Dec. 18 2013
WASHINGTON, DC – In great news for the nation’s health, the government’s annual Monitoring the Future survey released today shows that overall youth smoking declined significantly in 2013, and smoking rates fell to record lows for all three grades surveyed (grades 8, 10 and 12). This is the third year in a row that this survey has found a significant annual decline in youth smoking, which is highly encouraging after several years in which progress had nearly stalled.
For all three grades combined, the percentage of students who reported smoking cigarettes in the past month fell from 10.6 percent in 2012 to 9.6 percent in 2013. Smoking declined from 17.1 to 16.3 percent among 12th graders, from 10.8 to 9.1 percent among 10th graders and from 4.9 to 4.5 percent among 8th graders. The declines were statistically significantly for 10th graders and for all three grades combined.

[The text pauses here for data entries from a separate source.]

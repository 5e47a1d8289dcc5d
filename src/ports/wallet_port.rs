//! Wallet persistence port.

use crate::domain::error::SibylError;
use crate::domain::wallet::Wallet;

/// Store for virtual-wallet state between paper-trading steps.
///
/// Failures are explicit [`SibylError::Persistence`] values. The caller
/// decides once whether they are fatal; nothing is silently swallowed.
pub trait WalletPort {
    /// Load the wallet, or `None` when no state has been persisted yet.
    fn load(&self) -> Result<Option<Wallet>, SibylError>;

    fn save(&self, wallet: &Wallet) -> Result<(), SibylError>;
}
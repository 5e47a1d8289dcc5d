//! Simple Moving Average of close prices.
//!
//! Warmup: first (n-1) bars are invalid.

use crate::domain::indicator::{IndicatorPoint, IndicatorSeries, IndicatorType, IndicatorValue};
use crate::domain::ohlcv::PriceBar;

pub fn calculate_sma(bars: &[PriceBar], period: usize) -> IndicatorSeries {
    if period == 0 {
        let values = bars
            .iter()
            .map(|b| IndicatorPoint {
                date: b.date,
                valid: false,
                value: IndicatorValue::Simple(0.0),
            })
            .collect();
        return IndicatorSeries {
            indicator_type: IndicatorType::Sma(period),
            values,
        };
    }

    let mut values = Vec::with_capacity(bars.len());
    let mut sum = 0.0;

    for (i, bar) in bars.iter().enumerate() {
        sum += bar.close;
        if i >= period {
            sum -= bars[i - period].close;
        }

        if i + 1 >= period {
            values.push(IndicatorPoint {
                date: bar.date,
                valid: true,
                value: IndicatorValue::Simple(sum / period as f64),
            });
        } else {
            values.push(IndicatorPoint {
                date: bar.date,
                valid: false,
                value: IndicatorValue::Simple(0.0),
            });
        }
    }

    IndicatorSeries {
        indicator_type: IndicatorType::Sma(period),
        values,
    }
}
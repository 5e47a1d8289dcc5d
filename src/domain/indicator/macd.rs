//! MACD (Moving Average Convergence Divergence).
//!
//! MACD Line = EMA(fast) - EMA(slow)
//! Signal Line = EMA(signal) of the MACD line, seeded with its first SMA
//! Histogram = MACD Line - Signal Line
//!
//! Warmup: (slow - 1) + (signal - 1) bars are invalid.

use crate::domain::indicator::ema::ema_points;
use crate::domain::indicator::{IndicatorPoint, IndicatorSeries, IndicatorType, IndicatorValue};
use crate::domain::ohlcv::PriceBar;

pub const DEFAULT_FAST: usize = 12;
pub const DEFAULT_SLOW: usize = 26;
pub const DEFAULT_SIGNAL: usize = 9;

pub fn calculate_macd(
    bars: &[PriceBar],
    fast: usize,
    slow: usize,
    signal_period: usize,
) -> IndicatorSeries {
    let indicator_type = IndicatorType::Macd {
        fast,
        slow,
        signal: signal_period,
    };

    if bars.is_empty() || fast == 0 || slow == 0 || signal_period == 0 {
        return IndicatorSeries {
            indicator_type,
            values: Vec::new(),
        };
    }

    let ema_fast = ema_points(bars, fast);
    let ema_slow = ema_points(bars, slow);

    let macd_line: Vec<f64> = (0..bars.len())
        .map(|i| ema_fast[i].value.simple() - ema_slow[i].value.simple())
        .collect();

    // Signal EMA over the MACD line once the slower EMA has warmed up.
    let macd_warmup = slow - 1;
    let k = 2.0 / (signal_period as f64 + 1.0);
    let mut signal_line = vec![0.0; bars.len()];

    if macd_warmup + signal_period <= bars.len() {
        let seed: f64 = macd_line[macd_warmup..macd_warmup + signal_period]
            .iter()
            .sum::<f64>()
            / signal_period as f64;
        let mut signal_ema = seed;
        signal_line[macd_warmup + signal_period - 1] = signal_ema;

        for i in (macd_warmup + signal_period)..bars.len() {
            signal_ema = macd_line[i] * k + signal_ema * (1.0 - k);
            signal_line[i] = signal_ema;
        }
    }

    let signal_warmup = macd_warmup + signal_period - 1;
    let values = bars
        .iter()
        .enumerate()
        .map(|(i, bar)| IndicatorPoint {
            date: bar.date,
            valid: i >= signal_warmup,
            value: IndicatorValue::Macd {
                line: macd_line[i],
                signal: signal_line[i],
                histogram: macd_line[i] - signal_line[i],
            },
        })
        .collect();

    IndicatorSeries {
        indicator_type,
        values,
    }
}
//! Momentum prediction oracle.
//!
//! A deterministic stand-in for a trained forecasting model: fits a
//! least-squares line through the window's scaled close column and
//! extrapolates one step ahead, clamped to the unit range. Useful for
//! backtesting the surrounding pipeline without model weights on disk.

use crate::domain::enrich::CLOSE_COLUMN;
use crate::domain::error::SibylError;
use crate::ports::oracle_port::{NormalizedWindow, PredictionOracle};

pub struct MomentumOracle {
    /// Scales the fitted slope before extrapolation. 1.0 projects the
    /// trend as-is; values below damp it.
    gain: f64,
}

impl MomentumOracle {
    pub fn new(gain: f64) -> Self {
        Self { gain }
    }
}

impl Default for MomentumOracle {
    fn default() -> Self {
        Self::new(1.0)
    }
}

impl PredictionOracle for MomentumOracle {
    fn predict(&self, window: &NormalizedWindow) -> Result<f64, SibylError> {
        let closes: Vec<f64> = window.rows().iter().map(|r| r[CLOSE_COLUMN]).collect();
        let n = closes.len() as f64;

        let mean_x = (n - 1.0) / 2.0;
        let mean_y = closes.iter().sum::<f64>() / n;

        let mut cov = 0.0;
        let mut var = 0.0;
        for (i, y) in closes.iter().enumerate() {
            let dx = i as f64 - mean_x;
            cov += dx * (y - mean_y);
            var += dx * dx;
        }
        // var is always positive for the fixed window length.
        let slope = cov / var;

        let last = closes[closes.len() - 1];
        let forecast = last + slope * self.gain;
        if !forecast.is_finite() {
            return Err(SibylError::Oracle {
                reason: "non-finite forecast".to_string(),
            });
        }
        Ok(forecast.clamp(0.0, 1.0))
    }
}
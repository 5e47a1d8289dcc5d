//! Port traits: the boundaries the domain core consumes or exposes.

pub mod config_port;
pub mod data_port;
pub mod oracle_port;
pub mod report_port;
pub mod wallet_port;
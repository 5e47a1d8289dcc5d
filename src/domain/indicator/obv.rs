//! OBV (On-Balance Volume).
//!
//! Cumulative sum of volume signed by the day-over-day close delta:
//! up day adds volume, down day subtracts it, a flat close contributes zero.
//! The first bar has no delta and contributes zero. All bars are valid.

use crate::domain::indicator::{IndicatorPoint, IndicatorSeries, IndicatorType, IndicatorValue};
use crate::domain::ohlcv::PriceBar;

pub fn calculate_obv(bars: &[PriceBar]) -> IndicatorSeries {
    let mut values = Vec::with_capacity(bars.len());
    let mut obv: f64 = 0.0;
    let mut prev_close: f64 = 0.0;

    for (i, bar) in bars.iter().enumerate() {
        if i > 0 {
            if bar.close > prev_close {
                obv += bar.volume as f64;
            } else if bar.close < prev_close {
                obv -= bar.volume as f64;
            }
        }
        prev_close = bar.close;

        values.push(IndicatorPoint {
            date: bar.date,
            valid: true,
            value: IndicatorValue::Simple(obv),
        });
    }

    IndicatorSeries {
        indicator_type: IndicatorType::Obv,
        values,
    }
}
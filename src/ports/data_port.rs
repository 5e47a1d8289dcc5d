//! History provider port.

use crate::domain::error::SibylError;
use crate::domain::ohlcv::PriceBar;

/// Source of daily OHLCV history.
///
/// Bars come back chronologically ordered and gap-tolerant: missing trading
/// days are absent rows, never forward-filled. An empty vector means "no
/// data for this symbol", which the engine treats differently from "too
/// little data".
pub trait HistoryPort {
    fn get_history(&self, symbol: &str) -> Result<Vec<PriceBar>, SibylError>;

    fn list_symbols(&self) -> Result<Vec<String>, SibylError>;
}
//! Prediction-oracle-driven backtester and paper-trading ledger.
//!
//! Hexagonal architecture: domain logic in [`domain`], port traits in [`ports`],
//! concrete implementations in [`adapters`].

pub mod domain;
pub mod ports;
pub mod adapters;
pub mod cli;
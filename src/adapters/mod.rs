//! Concrete adapter implementations for ports.

pub mod csv_adapter;
pub mod csv_report_adapter;
pub mod csv_wallet_adapter;
pub mod file_config_adapter;
pub mod momentum_oracle;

Longer-term declines are dramatic. Since peaking in the mid-1990s, smoking rates have fallen by 79 percent among 8th graders, 70 percent among 10th graders and 55 percent among 12th graders.
These results are powerful evidence that we know how to win the fight against tobacco by implementing scientifically proven strategies. These include higher tobacco taxes, well-funded tobacco prevention and cessation programs that include mass media campaigns, strong smoke-free laws, and effective regulation of tobacco products and marketing.
As the nation nears the 50th anniversary of the first Surgeon General’s report on smoking and health, which was released on January 11, 1964, it is time for a national commitment to fully implement these solutions and win the fight against tobacco once and for all.
Despite our enormous progress, tobacco remains the number one cause of preventable death in the United States. Tobacco still kills more than 400,000 people and costs the nation nearly $100 billion in health care bills each year. Too many of our children still smoke, putting them on a path that often ends in debilitating diseases and premature death. The tobacco industry still spends $8.8 billion a year – $1 million every hour – to market its deadly and addictive products, and it is constantly pushing new products that tempt our kids, including sweet, cheap little cigars and electronic cigarettes that are being marketed using the same slick tactics long used to market regular cigarettes to kids.
By fully implementing what we know works, we can accelerate declines in tobacco use and ultimately eliminate the death and disease it causes. Winning the fight against tobacco will require bold action by the federal government and the states:
At the federal level:
The Food and Drug Administration must fully and effectively exercise its authority to regulate the manufacturing, marketing and sale of tobacco products. Most urgently, the FDA must issue its long-overdue rule asserting jurisdiction over all tobacco products, including cigars and e-cigarettes, to prevent these products from undermining efforts to reduce smoking
Congress should enact a significant increase in the federal tobacco tax, as President Obama proposed earlier this year
Media campaigns to reduce smoking must be continued and expanded, including the CDC’s Tips from Former Smokers campaign that has been highly successful at motivating smokers to quit and the FDA’s planned campaign to reduce youth smoking. The Obama Administration must also aggressively implement provisions of the Affordable Care Act that require insurance coverage for smoking cessation therapies.
The states must also do more:
Every state should fund tobacco prevention programs at levels recommended by the CDC. Currently, only two states (North Dakota and Alaska) do so, and most states woefully underfund such programs. The states this year will collect $25 billion from the tobacco settlement and tobacco taxes, but are spending less than two percent of it to fight tobacco use. This is shameful and must improve.
The states must step up the pace in enacting tobacco tax increases and smoke-free laws. Progress in enacting these proven measures has slowed in recent years.
Our continuing progress demonstrates that these solutions work. The University of Michigan researchers who conduct the survey point to the large 2009 increase in the federal cigarette tax as a likely factor in the renewed smoking declines. These declines also follow other important actions by the Obama Administration, including the 2009 law giving the FDA authority over tobacco products, which cracked down on tobacco marketing and sales to kids, and the CDC’s media campaign.
Our nation’s progress against tobacco is a remarkable public health success story. But we cannot declare victory until every child is tobacco-free and we have eliminated the death and disease caused by tobacco.
The Monitoring the Future survey is released annually by the National Institute on Drug Abuse and conducted by researchers at the University of Michigan’s Institute for Social Research.